Task details:
Would you filter these records and copy every line that has the word "filename"?

● ● ●

//! # 部門（Department）
//!
//! 組織単位としての部門を表すエンティティ。
//!
//! ## ライフサイクル
//!
//! | 操作 | 変化 |
//! |------|------|
//! | 作成 | `created_at = updated_at = now`、id は DB が採番 |
//! | 更新 | `name` を置換、`updated_at = now`（`created_at` は不変） |
//! | 削除 | id 指定で物理削除（所属従業員の `dept_id` は NULL になる） |
//!
//! ## 使用例
//!
//! ```rust
//! use chrono::Utc;
//! use tlias_domain::department::{DeptName, NewDepartment};
//!
//! let now = Utc::now();
//! let new_dept = NewDepartment::new(DeptName::new("教研部").unwrap(), now);
//!
//! assert_eq!(new_dept.created_at(), new_dept.updated_at());
//! ```

use chrono::{DateTime, Utc};
use derive_more::Display;
use serde::{Deserialize, Serialize};

use crate::DomainError;

/// 部門 ID（DB の自動採番値）
#[derive(Debug, Clone, Copy, PartialEq, Eq, Hash, Serialize, Deserialize, Display)]
#[display("{_0}")]
pub struct DeptId(i32);

impl DeptId {
   pub fn new(value: i32) -> Self {
      Self(value)
   }

   pub fn as_i32(&self) -> i32 {
      self.0
   }
}

/// 部門名（値オブジェクト）
///
/// # バリデーション
///
/// - 前後の空白を除去した結果が空でない
///
/// 長さの上限は設けない。
#[derive(Debug, Clone, PartialEq, Eq, Display)]
#[display("{_0}")]
pub struct DeptName(String);

impl DeptName {
   pub fn new(value: impl Into<String>) -> Result<Self, DomainError> {
      let value = value.into();
      let trimmed = value.trim();
      if trimmed.is_empty() {
         return Err(DomainError::Validation("部門名は必須です".to_string()));
      }
      Ok(Self(trimmed.to_string()))
   }

   pub fn as_str(&self) -> &str {
      &self.0
   }
}

/// 部門エンティティ（永続化済み）
#[derive(Debug, Clone, PartialEq, Eq)]
pub struct Department {
   id:         DeptId,
   name:       String,
   created_at: DateTime<Utc>,
   updated_at: DateTime<Utc>,
}

impl Department {
   /// DB の行から復元する
   ///
   /// DB 上の値は挿入時に検証済みのため、名前は文字列のまま受け取る。
   pub fn from_db(
      id: DeptId,
      name: String,
      created_at: DateTime<Utc>,
      updated_at: DateTime<Utc>,
   ) -> Self {
      Self {
         id,
         name,
         created_at,
         updated_at,
      }
   }

   pub fn id(&self) -> DeptId {
      self.id
   }

   pub fn name(&self) -> &str {
      &self.name
   }

   pub fn created_at(&self) -> DateTime<Utc> {
      self.created_at
   }

   pub fn updated_at(&self) -> DateTime<Utc> {
      self.updated_at
   }
}

/// 挿入前の部門
///
/// id は DB が採番するため持たない。作成日時と更新日時は同じ値で初期化される。
#[derive(Debug, Clone, PartialEq, Eq)]
pub struct NewDepartment {
   name: DeptName,
   now:  DateTime<Utc>,
}

impl NewDepartment {
   pub fn new(name: DeptName, now: DateTime<Utc>) -> Self {
      Self { name, now }
   }

   pub fn name(&self) -> &DeptName {
      &self.name
   }

   pub fn created_at(&self) -> DateTime<Utc> {
      self.now
   }

   pub fn updated_at(&self) -> DateTime<Utc> {
      self.now
   }
}

/// 部門の更新内容
///
/// 更新対象は `name` と `updated_at` のみ。`created_at` は含まない。
#[derive(Debug, Clone, PartialEq, Eq)]
pub struct DepartmentChanges {
   id:         DeptId,
   name:       DeptName,
   updated_at: DateTime<Utc>,
}

impl DepartmentChanges {
   pub fn new(id: DeptId, name: DeptName, updated_at: DateTime<Utc>) -> Self {
      Self {
         id,
         name,
         updated_at,
      }
   }

   pub fn id(&self) -> DeptId {
      self.id
   }

   pub fn name(&self) -> &DeptName {
      &self.name
   }

   pub fn updated_at(&self) -> DateTime<Utc> {
      self.updated_at
   }

   /// 既存の部門に更新内容を適用する
   pub fn apply_to(&self, department: &Department) -> Department {
      Department {
         id:         department.id,
         name:       self.name.as_str().to_string(),
         created_at: department.created_at,
         updated_at: self.updated_at,
      }
   }
}
//! # リクエスト抽出器
//!
//! axum 標準の `Json` / `Query` / `Path` をラップし、パース失敗を
//! [`CoreError::BadRequest`] に変換する。
//!
//! 標準の抽出器は失敗時にプレーンテキストを返すため、そのままでは
//! エラーレスポンスが統一エンベロープ `{ code, message, data }` にならない。

use axum::{
   Json,
   extract::{FromRequest, FromRequestParts, Path, Query, Request},
   http::request::Parts,
};
use serde::de::DeserializeOwned;

use crate::error::CoreError;

/// JSON ボディ
pub struct ApiJson<T>(pub T);

impl<T, S> FromRequest<S> for ApiJson<T>
where
   T: DeserializeOwned,
   S: Send + Sync,
{
   type Rejection = CoreError;

   async fn from_request(req: Request, state: &S) -> Result<Self, Self::Rejection> {
      let Json(value) = Json::<T>::from_request(req, state).await?;
      Ok(Self(value))
   }
}

/// クエリ文字列
pub struct ApiQuery<T>(pub T);

impl<T, S> FromRequestParts<S> for ApiQuery<T>
where
   T: DeserializeOwned,
   S: Send + Sync,
{
   type Rejection = CoreError;

   async fn from_request_parts(parts: &mut Parts, state: &S) -> Result<Self, Self::Rejection> {
      let Query(value) = Query::<T>::from_request_parts(parts, state).await?;
      Ok(Self(value))
   }
}

/// パスパラメータ
pub struct ApiPath<T>(pub T);

impl<T, S> FromRequestParts<S> for ApiPath<T>
where
   T: DeserializeOwned + Send,
   S: Send + Sync,
{
   type Rejection = CoreError;

   async fn from_request_parts(parts: &mut Parts, state: &S) -> Result<Self, Self::Rejection> {
      let Path(value) = Path::<T>::from_request_parts(parts, state).await?;
      Ok(Self(value))
   }
}
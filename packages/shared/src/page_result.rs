//! # ページング結果
//!
//! オフセットベースのページングに対応した一覧レスポンスのペイロード。

use serde::{Deserialize, Serialize};

/// ページング結果
///
/// `total` はページングを無視したフィルタ一致件数、`rows` は要求ページの行。
/// リクエストごとに生成され、永続化されない。
///
/// ## JSON 形式
///
/// ```json
/// {
///   "total": 5,
///   "rows": [...]
/// }
/// ```
#[derive(Debug, Clone, PartialEq, Eq, Serialize, Deserialize)]
pub struct PageResult<T> {
   pub total: i64,
   pub rows:  Vec<T>,
}

impl<T> PageResult<T> {
   pub fn new(total: i64, rows: Vec<T>) -> Self {
      Self { total, rows }
   }

   /// 該当なしの結果
   pub fn empty(total: i64) -> Self {
      Self {
         total,
         rows: Vec::new(),
      }
   }

   /// 行を変換する（エンティティ → DTO など）
   pub fn map<U>(self, f: impl FnMut(T) -> U) -> PageResult<U> {
      PageResult {
         total: self.total,
         rows:  self.rows.into_iter().map(f).collect(),
      }
   }
}

#[cfg(test)]
mod tests {
   use pretty_assertions::assert_eq;

   use super::*;

   #[test]
   fn test_serializeでtotalとrowsを出力する() {
      let result = PageResult::new(5, vec![1, 2]);
      let json = serde_json::to_value(&result).unwrap();

      assert_eq!(json, serde_json::json!({ "total": 5, "rows": [1, 2] }));
   }

   #[test]
   fn test_emptyはtotalを保持しrowsが空() {
      let result: PageResult<String> = PageResult::empty(3);

      assert_eq!(result.total, 3);
      assert!(result.rows.is_empty());
   }

   #[test]
   fn test_mapはtotalを保持して行を変換する() {
      let result = PageResult::new(10, vec![1, 2, 3]).map(|n| n * 10);

      assert_eq!(result, PageResult::new(10, vec![10, 20, 30]));
   }
}
//! # Tlias 共有ユーティリティ
//!
//! このクレートは、Tlias プロジェクト全体で使用される共通ユーティリティを提供する。
//!
//! ## 設計方針
//!
//! - HTTP 層（core-api）から依存され、domain / infra には依存しない
//! - ビジネスロジックを含まない純粋なユーティリティのみを配置
//! - 外部クレートへの依存は最小限に抑える（axum や sqlx には依存しない）
//!
//! ## モジュール構成
//!
//! - [`api_response`] - 統一レスポンスエンベロープ `{ code, message, data }`
//! - [`page_result`] - ページング結果 `{ total, rows }`
//! - [`observability`] - トレーシング初期化

pub mod api_response;
pub mod observability;
pub mod page_result;

pub use api_response::{ApiResponse, ResultCode};
pub use page_result::PageResult;
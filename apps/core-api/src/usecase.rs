//! # ユースケース層
//!
//! 部門・従業員に関する操作を実装する。
//!
//! ## 設計方針
//!
//! - **依存性注入**: リポジトリと `Clock` を `Arc<dyn Trait>` で外部から注入
//! - **薄いハンドラ**: 入力の検証・時刻の採番・ページング計算はユースケースで行う
//!
//! ## モジュール構成
//!
//! - `dept`: 部門 CRUD
//! - `emp`: 従業員のページング検索と詳細取得

pub mod dept;
pub mod emp;

pub use dept::{DeptUseCaseImpl, UpdateDeptInput};
pub use emp::{EmpQuery, EmpUseCaseImpl, EmployeeDetail};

● ● ●

Answer:
filename packages/shared/src/page_result.rs
filename apps/core-api/src/usecase.rs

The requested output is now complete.